### EXERCISE REQUIREMENTS
Gather every line below where "RecordingHooks" appears.

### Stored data
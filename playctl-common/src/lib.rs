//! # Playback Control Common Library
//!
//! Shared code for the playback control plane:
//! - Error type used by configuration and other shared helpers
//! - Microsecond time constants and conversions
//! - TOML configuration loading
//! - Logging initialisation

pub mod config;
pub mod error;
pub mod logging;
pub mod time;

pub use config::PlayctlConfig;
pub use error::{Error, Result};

==

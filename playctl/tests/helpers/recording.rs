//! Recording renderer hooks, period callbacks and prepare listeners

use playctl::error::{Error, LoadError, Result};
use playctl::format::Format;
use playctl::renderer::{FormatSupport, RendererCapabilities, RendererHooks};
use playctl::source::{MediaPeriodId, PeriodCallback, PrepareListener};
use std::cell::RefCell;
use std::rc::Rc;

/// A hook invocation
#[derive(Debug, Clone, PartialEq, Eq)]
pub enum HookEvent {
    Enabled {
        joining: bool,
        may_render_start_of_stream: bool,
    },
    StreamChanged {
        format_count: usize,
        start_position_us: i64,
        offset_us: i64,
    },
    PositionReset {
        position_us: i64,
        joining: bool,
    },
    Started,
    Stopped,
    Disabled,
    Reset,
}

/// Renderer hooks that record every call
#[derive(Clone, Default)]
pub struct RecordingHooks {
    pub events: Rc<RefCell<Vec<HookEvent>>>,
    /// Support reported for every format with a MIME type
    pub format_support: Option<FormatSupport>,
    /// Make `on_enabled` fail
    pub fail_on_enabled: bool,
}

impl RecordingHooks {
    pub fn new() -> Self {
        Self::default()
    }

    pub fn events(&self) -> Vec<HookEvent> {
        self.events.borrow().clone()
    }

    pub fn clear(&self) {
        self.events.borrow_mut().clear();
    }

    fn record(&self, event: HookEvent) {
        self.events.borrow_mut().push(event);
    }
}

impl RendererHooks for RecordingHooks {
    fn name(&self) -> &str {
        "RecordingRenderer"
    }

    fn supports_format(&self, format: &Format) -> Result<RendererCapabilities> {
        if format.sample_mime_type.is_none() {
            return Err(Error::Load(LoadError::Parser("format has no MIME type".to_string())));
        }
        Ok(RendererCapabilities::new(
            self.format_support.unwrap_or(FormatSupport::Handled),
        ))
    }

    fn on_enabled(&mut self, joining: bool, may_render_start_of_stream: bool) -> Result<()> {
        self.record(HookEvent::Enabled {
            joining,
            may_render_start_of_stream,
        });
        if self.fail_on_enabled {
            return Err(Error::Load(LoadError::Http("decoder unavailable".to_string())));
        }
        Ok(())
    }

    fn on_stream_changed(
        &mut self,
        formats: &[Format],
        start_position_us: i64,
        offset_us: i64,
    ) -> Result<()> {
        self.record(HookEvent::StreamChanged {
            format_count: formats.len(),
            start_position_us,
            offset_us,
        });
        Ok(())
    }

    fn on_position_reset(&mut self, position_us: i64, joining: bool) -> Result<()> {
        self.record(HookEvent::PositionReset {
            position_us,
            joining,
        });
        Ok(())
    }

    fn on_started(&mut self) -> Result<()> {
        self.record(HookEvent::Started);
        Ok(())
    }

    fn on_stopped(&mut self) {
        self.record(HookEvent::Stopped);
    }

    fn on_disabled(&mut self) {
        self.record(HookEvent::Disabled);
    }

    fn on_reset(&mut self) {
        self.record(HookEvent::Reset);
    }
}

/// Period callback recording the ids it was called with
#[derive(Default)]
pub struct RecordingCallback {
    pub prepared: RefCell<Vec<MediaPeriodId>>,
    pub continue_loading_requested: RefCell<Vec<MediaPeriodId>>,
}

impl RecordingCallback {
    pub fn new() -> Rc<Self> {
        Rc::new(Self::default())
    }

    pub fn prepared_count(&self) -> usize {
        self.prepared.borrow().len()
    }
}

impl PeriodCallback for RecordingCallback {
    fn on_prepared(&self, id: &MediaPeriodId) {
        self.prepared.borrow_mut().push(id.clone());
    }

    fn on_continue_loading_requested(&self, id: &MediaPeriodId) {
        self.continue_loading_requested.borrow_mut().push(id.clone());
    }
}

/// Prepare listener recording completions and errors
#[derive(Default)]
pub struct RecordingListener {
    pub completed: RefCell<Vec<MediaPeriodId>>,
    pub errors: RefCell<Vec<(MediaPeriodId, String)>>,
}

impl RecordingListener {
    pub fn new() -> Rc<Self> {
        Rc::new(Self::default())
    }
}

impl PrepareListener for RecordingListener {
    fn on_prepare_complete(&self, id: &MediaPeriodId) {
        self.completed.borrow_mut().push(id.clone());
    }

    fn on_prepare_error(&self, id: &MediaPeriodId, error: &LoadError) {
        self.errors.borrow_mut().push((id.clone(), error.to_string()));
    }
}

### FINISHED TASK
pub struct RecordingHooks {
impl RecordingHooks {
impl RendererHooks for RecordingHooks {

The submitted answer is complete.